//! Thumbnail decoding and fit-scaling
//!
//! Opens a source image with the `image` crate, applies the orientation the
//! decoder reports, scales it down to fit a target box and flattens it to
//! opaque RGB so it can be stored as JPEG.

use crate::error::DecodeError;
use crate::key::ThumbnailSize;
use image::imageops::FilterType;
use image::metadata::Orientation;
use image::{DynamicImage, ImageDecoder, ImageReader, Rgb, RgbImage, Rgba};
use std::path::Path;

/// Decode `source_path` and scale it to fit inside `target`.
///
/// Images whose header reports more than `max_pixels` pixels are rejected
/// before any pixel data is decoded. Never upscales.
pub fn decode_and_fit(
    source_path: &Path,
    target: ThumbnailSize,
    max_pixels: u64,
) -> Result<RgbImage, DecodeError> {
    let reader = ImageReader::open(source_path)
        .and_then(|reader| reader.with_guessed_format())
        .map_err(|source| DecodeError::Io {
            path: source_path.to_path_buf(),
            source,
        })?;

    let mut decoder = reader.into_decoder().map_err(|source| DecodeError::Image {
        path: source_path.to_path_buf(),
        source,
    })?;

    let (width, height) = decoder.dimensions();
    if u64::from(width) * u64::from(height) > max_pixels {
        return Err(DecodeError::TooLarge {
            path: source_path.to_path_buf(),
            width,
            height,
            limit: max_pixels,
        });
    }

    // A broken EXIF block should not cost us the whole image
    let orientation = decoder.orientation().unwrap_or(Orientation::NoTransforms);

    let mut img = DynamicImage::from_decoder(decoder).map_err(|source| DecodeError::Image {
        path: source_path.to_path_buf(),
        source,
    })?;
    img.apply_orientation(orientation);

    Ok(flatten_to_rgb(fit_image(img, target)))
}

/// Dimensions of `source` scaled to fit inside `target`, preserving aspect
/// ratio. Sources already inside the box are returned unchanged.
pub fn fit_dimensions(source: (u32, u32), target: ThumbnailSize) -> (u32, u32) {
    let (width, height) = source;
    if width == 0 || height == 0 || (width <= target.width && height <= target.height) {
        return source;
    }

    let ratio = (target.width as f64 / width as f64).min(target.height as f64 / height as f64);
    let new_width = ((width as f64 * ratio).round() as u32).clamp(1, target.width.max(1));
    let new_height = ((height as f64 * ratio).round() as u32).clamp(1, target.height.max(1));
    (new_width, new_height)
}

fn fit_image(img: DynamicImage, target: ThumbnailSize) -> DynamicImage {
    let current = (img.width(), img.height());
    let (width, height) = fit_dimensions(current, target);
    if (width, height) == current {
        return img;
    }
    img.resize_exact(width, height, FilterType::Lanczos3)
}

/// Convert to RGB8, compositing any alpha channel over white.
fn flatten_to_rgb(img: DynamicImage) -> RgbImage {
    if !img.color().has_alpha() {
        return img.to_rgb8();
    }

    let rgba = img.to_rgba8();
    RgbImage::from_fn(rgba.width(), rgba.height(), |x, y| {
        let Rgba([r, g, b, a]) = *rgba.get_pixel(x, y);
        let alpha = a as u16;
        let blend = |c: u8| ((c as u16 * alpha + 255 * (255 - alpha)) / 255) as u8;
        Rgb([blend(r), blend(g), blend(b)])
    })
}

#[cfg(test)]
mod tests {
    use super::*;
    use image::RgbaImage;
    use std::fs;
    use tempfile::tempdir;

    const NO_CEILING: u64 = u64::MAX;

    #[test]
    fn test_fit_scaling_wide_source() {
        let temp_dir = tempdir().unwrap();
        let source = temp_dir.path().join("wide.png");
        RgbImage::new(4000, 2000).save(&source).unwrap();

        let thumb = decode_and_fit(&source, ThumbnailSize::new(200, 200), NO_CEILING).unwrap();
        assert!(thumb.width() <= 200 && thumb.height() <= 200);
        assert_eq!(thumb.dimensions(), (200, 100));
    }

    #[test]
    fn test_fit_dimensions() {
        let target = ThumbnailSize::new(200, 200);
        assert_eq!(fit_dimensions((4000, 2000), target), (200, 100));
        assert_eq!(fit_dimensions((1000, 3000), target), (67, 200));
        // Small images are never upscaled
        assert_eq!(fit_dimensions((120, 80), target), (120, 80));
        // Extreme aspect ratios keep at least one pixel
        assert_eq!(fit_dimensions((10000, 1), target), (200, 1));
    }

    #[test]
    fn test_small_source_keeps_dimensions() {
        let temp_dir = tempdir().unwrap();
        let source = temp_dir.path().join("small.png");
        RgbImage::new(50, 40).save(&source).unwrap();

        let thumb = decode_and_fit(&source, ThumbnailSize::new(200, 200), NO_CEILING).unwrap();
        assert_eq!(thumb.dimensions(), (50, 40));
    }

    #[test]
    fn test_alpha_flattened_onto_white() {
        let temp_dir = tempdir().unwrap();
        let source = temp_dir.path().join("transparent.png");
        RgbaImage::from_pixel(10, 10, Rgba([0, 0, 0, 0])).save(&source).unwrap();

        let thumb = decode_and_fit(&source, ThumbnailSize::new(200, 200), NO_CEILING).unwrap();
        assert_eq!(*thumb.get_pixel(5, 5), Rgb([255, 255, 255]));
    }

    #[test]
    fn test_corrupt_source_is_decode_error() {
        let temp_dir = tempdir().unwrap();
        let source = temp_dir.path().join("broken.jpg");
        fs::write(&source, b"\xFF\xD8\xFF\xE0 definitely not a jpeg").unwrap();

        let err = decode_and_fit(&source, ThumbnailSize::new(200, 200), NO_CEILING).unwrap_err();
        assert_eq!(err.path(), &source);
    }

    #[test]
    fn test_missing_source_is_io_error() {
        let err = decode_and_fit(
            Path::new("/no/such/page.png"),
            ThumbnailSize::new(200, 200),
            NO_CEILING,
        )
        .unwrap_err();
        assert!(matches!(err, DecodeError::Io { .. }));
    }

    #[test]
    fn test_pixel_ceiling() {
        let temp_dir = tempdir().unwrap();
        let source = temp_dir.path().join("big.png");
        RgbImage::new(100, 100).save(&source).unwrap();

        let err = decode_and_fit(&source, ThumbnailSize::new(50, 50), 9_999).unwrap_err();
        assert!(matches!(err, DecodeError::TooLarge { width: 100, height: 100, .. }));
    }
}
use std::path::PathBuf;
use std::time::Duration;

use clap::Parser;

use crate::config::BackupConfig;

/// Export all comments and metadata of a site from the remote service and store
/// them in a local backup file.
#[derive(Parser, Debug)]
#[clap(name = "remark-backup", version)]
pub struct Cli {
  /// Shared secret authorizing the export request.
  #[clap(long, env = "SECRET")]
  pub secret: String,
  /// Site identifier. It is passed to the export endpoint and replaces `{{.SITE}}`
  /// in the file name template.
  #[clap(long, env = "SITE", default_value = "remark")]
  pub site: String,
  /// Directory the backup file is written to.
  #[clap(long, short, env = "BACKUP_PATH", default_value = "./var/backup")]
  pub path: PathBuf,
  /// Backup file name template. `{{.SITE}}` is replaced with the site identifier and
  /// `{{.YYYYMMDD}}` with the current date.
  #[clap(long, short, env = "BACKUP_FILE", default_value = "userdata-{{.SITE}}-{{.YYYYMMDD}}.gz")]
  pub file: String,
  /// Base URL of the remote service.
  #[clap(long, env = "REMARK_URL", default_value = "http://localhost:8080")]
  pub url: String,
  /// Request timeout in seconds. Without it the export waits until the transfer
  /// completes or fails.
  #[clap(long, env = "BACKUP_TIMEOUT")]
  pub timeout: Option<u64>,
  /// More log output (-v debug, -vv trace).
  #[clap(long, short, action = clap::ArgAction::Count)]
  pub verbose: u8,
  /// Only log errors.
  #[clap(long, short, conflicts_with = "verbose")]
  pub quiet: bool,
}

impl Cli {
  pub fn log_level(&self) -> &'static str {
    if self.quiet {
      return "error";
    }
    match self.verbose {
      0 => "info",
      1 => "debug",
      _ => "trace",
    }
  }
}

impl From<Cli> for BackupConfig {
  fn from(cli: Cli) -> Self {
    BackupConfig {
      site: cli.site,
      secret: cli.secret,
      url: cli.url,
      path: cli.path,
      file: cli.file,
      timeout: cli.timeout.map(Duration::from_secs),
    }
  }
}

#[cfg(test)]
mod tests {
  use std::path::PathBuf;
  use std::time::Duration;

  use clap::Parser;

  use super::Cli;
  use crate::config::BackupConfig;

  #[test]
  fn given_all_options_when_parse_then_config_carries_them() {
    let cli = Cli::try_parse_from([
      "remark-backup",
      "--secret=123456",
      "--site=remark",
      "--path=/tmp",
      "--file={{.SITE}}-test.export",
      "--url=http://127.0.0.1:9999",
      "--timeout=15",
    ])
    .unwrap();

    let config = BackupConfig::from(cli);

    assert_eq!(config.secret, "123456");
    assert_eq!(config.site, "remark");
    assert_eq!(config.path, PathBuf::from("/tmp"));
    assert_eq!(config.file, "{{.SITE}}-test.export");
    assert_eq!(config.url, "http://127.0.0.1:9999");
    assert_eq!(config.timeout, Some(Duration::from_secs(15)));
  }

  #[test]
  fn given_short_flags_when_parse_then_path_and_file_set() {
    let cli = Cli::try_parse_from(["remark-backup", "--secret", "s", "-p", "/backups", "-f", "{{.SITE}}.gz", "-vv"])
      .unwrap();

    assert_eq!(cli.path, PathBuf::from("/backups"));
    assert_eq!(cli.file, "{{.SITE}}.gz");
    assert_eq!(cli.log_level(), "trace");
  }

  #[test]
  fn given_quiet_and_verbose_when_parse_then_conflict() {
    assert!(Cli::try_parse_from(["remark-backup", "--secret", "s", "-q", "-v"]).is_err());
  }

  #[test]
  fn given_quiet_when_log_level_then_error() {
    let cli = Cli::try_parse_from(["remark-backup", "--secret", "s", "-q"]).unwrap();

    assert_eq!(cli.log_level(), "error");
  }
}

□ □ □ □

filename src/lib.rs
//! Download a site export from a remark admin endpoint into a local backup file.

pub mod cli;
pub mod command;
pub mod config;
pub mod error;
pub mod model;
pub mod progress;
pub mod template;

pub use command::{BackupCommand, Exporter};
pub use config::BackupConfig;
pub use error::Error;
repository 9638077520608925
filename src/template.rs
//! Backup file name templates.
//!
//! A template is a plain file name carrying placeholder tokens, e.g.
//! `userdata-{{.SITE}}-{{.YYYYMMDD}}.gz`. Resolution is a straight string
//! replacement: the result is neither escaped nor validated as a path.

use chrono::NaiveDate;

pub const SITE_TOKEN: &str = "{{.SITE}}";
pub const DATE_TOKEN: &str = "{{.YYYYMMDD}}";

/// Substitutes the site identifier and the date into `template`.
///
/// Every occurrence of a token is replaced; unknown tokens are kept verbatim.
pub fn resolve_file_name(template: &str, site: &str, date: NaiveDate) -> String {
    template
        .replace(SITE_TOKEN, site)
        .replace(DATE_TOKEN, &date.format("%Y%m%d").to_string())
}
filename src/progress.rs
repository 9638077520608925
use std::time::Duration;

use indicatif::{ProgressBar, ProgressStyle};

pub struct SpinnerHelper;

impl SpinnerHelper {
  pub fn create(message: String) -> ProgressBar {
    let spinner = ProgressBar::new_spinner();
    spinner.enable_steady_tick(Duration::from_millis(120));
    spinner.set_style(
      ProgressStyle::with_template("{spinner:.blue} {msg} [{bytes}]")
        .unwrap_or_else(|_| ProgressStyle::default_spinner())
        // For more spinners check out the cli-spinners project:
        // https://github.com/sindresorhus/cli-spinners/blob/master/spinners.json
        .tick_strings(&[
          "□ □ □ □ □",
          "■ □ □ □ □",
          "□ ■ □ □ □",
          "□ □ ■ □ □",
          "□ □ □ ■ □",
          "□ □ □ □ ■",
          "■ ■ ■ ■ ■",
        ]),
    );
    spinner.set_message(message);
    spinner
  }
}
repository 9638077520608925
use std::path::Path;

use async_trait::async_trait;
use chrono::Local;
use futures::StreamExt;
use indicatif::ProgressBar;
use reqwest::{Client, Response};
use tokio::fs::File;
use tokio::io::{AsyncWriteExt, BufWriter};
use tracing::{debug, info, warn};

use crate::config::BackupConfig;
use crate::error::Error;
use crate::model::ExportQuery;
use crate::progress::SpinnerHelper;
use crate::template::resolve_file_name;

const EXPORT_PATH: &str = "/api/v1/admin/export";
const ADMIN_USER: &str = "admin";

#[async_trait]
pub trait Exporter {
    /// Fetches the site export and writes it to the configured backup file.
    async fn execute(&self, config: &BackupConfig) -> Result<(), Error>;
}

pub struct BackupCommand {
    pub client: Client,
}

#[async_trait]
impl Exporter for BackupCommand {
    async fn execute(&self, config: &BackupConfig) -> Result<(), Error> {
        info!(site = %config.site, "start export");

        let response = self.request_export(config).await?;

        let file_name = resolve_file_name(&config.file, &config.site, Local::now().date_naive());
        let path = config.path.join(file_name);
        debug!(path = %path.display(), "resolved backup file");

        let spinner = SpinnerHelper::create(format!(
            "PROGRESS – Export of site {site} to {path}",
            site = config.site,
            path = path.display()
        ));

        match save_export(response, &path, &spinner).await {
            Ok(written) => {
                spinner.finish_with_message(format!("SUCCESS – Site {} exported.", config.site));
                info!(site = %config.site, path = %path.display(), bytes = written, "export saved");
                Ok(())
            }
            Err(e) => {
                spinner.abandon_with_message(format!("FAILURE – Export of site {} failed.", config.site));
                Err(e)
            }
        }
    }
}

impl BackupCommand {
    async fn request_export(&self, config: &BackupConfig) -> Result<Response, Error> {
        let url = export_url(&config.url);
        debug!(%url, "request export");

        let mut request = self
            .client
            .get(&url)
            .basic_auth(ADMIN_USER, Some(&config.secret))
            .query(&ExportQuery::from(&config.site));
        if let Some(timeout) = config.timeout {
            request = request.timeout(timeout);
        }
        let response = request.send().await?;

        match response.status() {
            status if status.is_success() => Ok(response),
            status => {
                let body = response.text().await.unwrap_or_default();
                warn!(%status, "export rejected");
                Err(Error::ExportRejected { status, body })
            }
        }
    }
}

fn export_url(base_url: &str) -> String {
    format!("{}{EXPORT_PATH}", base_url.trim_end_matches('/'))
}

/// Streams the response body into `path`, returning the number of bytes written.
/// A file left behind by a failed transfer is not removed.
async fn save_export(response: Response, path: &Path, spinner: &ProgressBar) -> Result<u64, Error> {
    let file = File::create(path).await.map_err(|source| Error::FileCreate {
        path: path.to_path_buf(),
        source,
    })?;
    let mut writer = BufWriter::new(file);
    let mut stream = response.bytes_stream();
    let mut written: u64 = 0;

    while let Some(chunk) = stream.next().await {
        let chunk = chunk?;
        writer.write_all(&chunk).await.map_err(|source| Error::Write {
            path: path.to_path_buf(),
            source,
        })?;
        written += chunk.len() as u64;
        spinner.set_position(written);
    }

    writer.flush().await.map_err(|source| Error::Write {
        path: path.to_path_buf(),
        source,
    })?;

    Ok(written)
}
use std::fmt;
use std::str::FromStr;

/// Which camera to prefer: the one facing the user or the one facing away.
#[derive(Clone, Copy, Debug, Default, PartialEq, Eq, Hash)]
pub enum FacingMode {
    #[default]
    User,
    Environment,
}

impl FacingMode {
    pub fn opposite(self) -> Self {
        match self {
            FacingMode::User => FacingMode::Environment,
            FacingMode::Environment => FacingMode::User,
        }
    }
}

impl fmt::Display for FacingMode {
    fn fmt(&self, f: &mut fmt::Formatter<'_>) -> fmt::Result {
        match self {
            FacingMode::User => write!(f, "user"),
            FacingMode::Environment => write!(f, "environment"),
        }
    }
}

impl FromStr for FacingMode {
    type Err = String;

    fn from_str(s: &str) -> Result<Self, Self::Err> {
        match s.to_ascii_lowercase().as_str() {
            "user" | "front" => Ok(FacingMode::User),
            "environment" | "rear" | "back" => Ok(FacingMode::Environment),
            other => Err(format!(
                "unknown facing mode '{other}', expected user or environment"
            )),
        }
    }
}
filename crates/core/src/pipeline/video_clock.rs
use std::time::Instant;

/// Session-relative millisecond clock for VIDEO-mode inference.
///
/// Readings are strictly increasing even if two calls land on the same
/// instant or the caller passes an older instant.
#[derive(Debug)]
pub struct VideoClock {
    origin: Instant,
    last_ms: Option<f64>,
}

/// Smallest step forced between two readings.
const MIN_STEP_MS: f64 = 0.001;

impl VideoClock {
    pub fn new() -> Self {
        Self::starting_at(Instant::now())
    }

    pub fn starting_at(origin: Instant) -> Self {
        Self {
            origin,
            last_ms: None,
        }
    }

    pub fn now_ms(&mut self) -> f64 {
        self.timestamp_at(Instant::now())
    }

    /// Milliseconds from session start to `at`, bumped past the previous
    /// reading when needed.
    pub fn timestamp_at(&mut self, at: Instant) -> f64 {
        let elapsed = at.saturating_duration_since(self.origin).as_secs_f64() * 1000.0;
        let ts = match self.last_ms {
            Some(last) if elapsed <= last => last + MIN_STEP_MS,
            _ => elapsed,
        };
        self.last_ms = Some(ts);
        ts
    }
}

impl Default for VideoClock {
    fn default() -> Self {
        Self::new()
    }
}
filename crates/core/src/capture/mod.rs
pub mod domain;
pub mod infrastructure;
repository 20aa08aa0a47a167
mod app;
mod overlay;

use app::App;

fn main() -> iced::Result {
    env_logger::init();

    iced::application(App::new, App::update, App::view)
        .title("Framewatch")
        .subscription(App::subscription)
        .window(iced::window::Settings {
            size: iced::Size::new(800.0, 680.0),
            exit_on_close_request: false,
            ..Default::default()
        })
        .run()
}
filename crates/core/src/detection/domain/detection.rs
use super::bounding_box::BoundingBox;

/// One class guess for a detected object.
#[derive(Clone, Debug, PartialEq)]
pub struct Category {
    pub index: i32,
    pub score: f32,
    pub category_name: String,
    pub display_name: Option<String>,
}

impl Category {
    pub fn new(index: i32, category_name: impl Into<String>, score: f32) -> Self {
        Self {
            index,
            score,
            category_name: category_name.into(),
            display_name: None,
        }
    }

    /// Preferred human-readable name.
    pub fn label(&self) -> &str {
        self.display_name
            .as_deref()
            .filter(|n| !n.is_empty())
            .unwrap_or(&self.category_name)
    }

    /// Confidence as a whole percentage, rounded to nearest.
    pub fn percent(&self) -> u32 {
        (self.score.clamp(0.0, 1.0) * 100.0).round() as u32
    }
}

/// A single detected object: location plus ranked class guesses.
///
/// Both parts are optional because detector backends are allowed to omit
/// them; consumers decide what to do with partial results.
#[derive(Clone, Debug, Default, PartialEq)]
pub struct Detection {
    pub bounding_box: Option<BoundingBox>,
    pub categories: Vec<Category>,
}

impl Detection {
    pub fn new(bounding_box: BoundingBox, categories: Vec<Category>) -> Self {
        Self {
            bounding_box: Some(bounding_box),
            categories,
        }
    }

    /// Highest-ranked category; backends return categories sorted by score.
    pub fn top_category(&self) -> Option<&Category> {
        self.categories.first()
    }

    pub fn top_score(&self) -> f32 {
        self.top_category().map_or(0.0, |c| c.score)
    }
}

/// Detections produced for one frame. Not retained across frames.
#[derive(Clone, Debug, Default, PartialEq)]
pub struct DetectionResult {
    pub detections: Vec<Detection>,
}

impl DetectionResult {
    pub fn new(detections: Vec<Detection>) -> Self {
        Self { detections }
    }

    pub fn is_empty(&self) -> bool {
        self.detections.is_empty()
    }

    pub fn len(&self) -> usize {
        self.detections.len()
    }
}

□ □ □ □

Write down, word for word, the lines above from the one containing "pub mod model;" through the one containing "pub trait Exporter", both ends included.

FINAL ANSWER -
pub mod model;
pub mod progress;
pub mod template;

pub use command::{BackupCommand, Exporter};
pub use config::BackupConfig;
pub use error::Error;
repository 9638077520608925
filename src/template.rs
//! Backup file name templates.
//!
//! A template is a plain file name carrying placeholder tokens, e.g.
//! `userdata-{{.SITE}}-{{.YYYYMMDD}}.gz`. Resolution is a straight string
//! replacement: the result is neither escaped nor validated as a path.

use chrono::NaiveDate;

pub const SITE_TOKEN: &str = "{{.SITE}}";
pub const DATE_TOKEN: &str = "{{.YYYYMMDD}}";

/// Substitutes the site identifier and the date into `template`.
///
/// Every occurrence of a token is replaced; unknown tokens are kept verbatim.
pub fn resolve_file_name(template: &str, site: &str, date: NaiveDate) -> String {
    template
        .replace(SITE_TOKEN, site)
        .replace(DATE_TOKEN, &date.format("%Y%m%d").to_string())
}
filename src/progress.rs
repository 9638077520608925
use std::time::Duration;

use indicatif::{ProgressBar, ProgressStyle};

pub struct SpinnerHelper;

impl SpinnerHelper {
  pub fn create(message: String) -> ProgressBar {
    let spinner = ProgressBar::new_spinner();
    spinner.enable_steady_tick(Duration::from_millis(120));
    spinner.set_style(
      ProgressStyle::with_template("{spinner:.blue} {msg} [{bytes}]")
        .unwrap_or_else(|_| ProgressStyle::default_spinner())
        // For more spinners check out the cli-spinners project:
        // https://github.com/sindresorhus/cli-spinners/blob/master/spinners.json
        .tick_strings(&[
          "□ □ □ □ □",
          "■ □ □ □ □",
          "□ ■ □ □ □",
          "□ □ ■ □ □",
          "□ □ □ ■ □",
          "□ □ □ □ ■",
          "■ ■ ■ ■ ■",
        ]),
    );
    spinner.set_message(message);
    spinner
  }
}
repository 9638077520608925
use std::path::Path;

use async_trait::async_trait;
use chrono::Local;
use futures::StreamExt;
use indicatif::ProgressBar;
use reqwest::{Client, Response};
use tokio::fs::File;
use tokio::io::{AsyncWriteExt, BufWriter};
use tracing::{debug, info, warn};

use crate::config::BackupConfig;
use crate::error::Error;
use crate::model::ExportQuery;
use crate::progress::SpinnerHelper;
use crate::template::resolve_file_name;

const EXPORT_PATH: &str = "/api/v1/admin/export";
const ADMIN_USER: &str = "admin";

#[async_trait]
pub trait Exporter {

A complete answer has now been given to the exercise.